Początek drugiej połowy upłynął pod znakiem szukania okazji do wyrównania przez Radomiaka. W 54. minucie Zié Ouattara próbował zaskoczyć Kacpra Trelowskiego strzałem z dystansu. Częstochowianie na pierwszą okazję czekali do 62. minucie. Próbę Adriano Amorima wyłapał jednak Kikolski. Chwilę później niecelnie głową uderzał Ariel Mosór. Gospodarze mieli dużo więcej z gry, ale nie potrafili tego wykorzystać.W 82. minucie strzałem z przewrotki popisał się Christos Donis. Wynik spotkania w doliczonym czasie gry strzałem z dystansu ustalił jednak Vladyslav Kochergin.

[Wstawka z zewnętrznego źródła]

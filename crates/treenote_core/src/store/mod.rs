//! Document store contracts.
//!
//! # Responsibility
//! - Define the `DocumentStore` boundary the tree model writes through.
//! - Define change-feed and change-log shapes used by replay and replication.
//!
//! # Invariants
//! - A `put_batch` is all-or-nothing and its documents are delivered to
//!   subscribers, in order, before the call returns.
//! - `changes_since` only returns locally-originated writes.
//! - A saved replication cursor never moves backwards.

use crate::db::DbError;
use crate::model::change::Document;
use crate::model::item::ItemId;
use std::error::Error;
use std::fmt::{Display, Formatter};
use std::sync::mpsc::Receiver;

pub mod sqlite_store;

pub use sqlite_store::SqliteDocumentStore;

/// Origin tag stored in the change log for writes made through `put`.
pub const LOCAL_ORIGIN: &str = "local";

/// Result type used by document store operations.
pub type StoreResult<T> = Result<T, StoreError>;

/// Errors from document store operations.
#[derive(Debug)]
pub enum StoreError {
    /// Underlying SQLite/bootstrap error.
    Db(DbError),
    /// Stored body cannot be encoded or decoded as a document.
    Serialization(serde_json::Error),
    /// Collection has not been created.
    UnknownCollection(String),
    /// Collection name is blank.
    InvalidCollectionName,
    /// Store lock was poisoned by a panicking writer.
    LockPoisoned,
    /// Store rejected the write for a reason outside SQLite.
    Unavailable(String),
}

impl Display for StoreError {
    fn fmt(&self, f: &mut Formatter<'_>) -> std::fmt::Result {
        match self {
            Self::Db(err) => write!(f, "{err}"),
            Self::Serialization(err) => write!(f, "invalid document body: {err}"),
            Self::UnknownCollection(name) => write!(f, "collection not found: {name}"),
            Self::InvalidCollectionName => write!(f, "collection name must not be blank"),
            Self::LockPoisoned => write!(f, "document store lock poisoned"),
            Self::Unavailable(message) => write!(f, "document store unavailable: {message}"),
        }
    }
}

impl Error for StoreError {
    fn source(&self) -> Option<&(dyn Error + 'static)> {
        match self {
            Self::Db(err) => Some(err),
            Self::Serialization(err) => Some(err),
            _ => None,
        }
    }
}

impl From<DbError> for StoreError {
    fn from(value: DbError) -> Self {
        Self::Db(value)
    }
}

impl From<rusqlite::Error> for StoreError {
    fn from(value: rusqlite::Error) -> Self {
        Self::Db(DbError::Sqlite(value))
    }
}

impl From<serde_json::Error> for StoreError {
    fn from(value: serde_json::Error) -> Self {
        Self::Serialization(value)
    }
}

/// One entry of the append-only change log.
#[derive(Debug, Clone, PartialEq, Eq)]
pub struct ChangeEntry {
    /// Monotonic log sequence number; used as replication cursor.
    pub seq: i64,
    pub document: Document,
}

/// Persistence boundary for outline documents.
///
/// Implementations must be shareable across threads; the replicator reads
/// the change log from a background thread while the tree model writes.
pub trait DocumentStore: Send + Sync {
    /// Creates a collection. Returns `false` when it already existed.
    fn create(&self, collection: &str) -> StoreResult<bool>;
    /// Loads one document by id, tombstoned or not.
    fn get(&self, collection: &str, id: ItemId) -> StoreResult<Option<Document>>;
    /// Inserts or replaces one document.
    fn put(&self, collection: &str, document: &Document) -> StoreResult<()>;
    /// Inserts or replaces several documents atomically.
    fn put_batch(&self, collection: &str, documents: &[Document]) -> StoreResult<()>;
    /// Returns every document matching `predicate`, in first-write order.
    fn query(
        &self,
        collection: &str,
        predicate: &dyn Fn(&Document) -> bool,
    ) -> StoreResult<Vec<Document>>;
    /// Registers a change-feed receiver for the collection.
    fn subscribe(&self, collection: &str) -> StoreResult<Receiver<Document>>;
    /// Returns locally-originated change log entries after `seq`.
    fn changes_since(&self, collection: &str, seq: i64) -> StoreResult<Vec<ChangeEntry>>;
    /// Writes documents received from another store.
    ///
    /// Creates the collection when missing. Entries are logged under `origin`
    /// and therefore never returned by `changes_since`.
    fn apply_replicated(
        &self,
        collection: &str,
        documents: &[Document],
        origin: &str,
    ) -> StoreResult<()>;
    /// Last change-log `seq` delivered to `endpoint`; `0` when never saved.
    fn replication_cursor(&self, collection: &str, endpoint: &str) -> StoreResult<i64>;
    /// Records that every local change up to `seq` reached `endpoint`.
    ///
    /// Lower values than the saved one are ignored.
    fn save_replication_cursor(&self, collection: &str, endpoint: &str, seq: i64) -> StoreResult<()>;
}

Radomiak Radom - Raków Częstochowa 0:2 (0:1)
Raków: Trelowski - Mosór, Rodin, Rundić (75, Arsenić) - Tudor, Jean Carlos (63, Otieno) - Berggren (85, Baráth), Kochergin - Ameyaw (63, Díaz), Amorim - Ivi (75, Makuch).
Radomiak: Kikolski - Mammadov, Peglow, Grzesik (84, Leandro), Rocha, Henrique, Ouattara, Wolski (46, Alves), Kaput (72, Jordao), Rossi, Donis.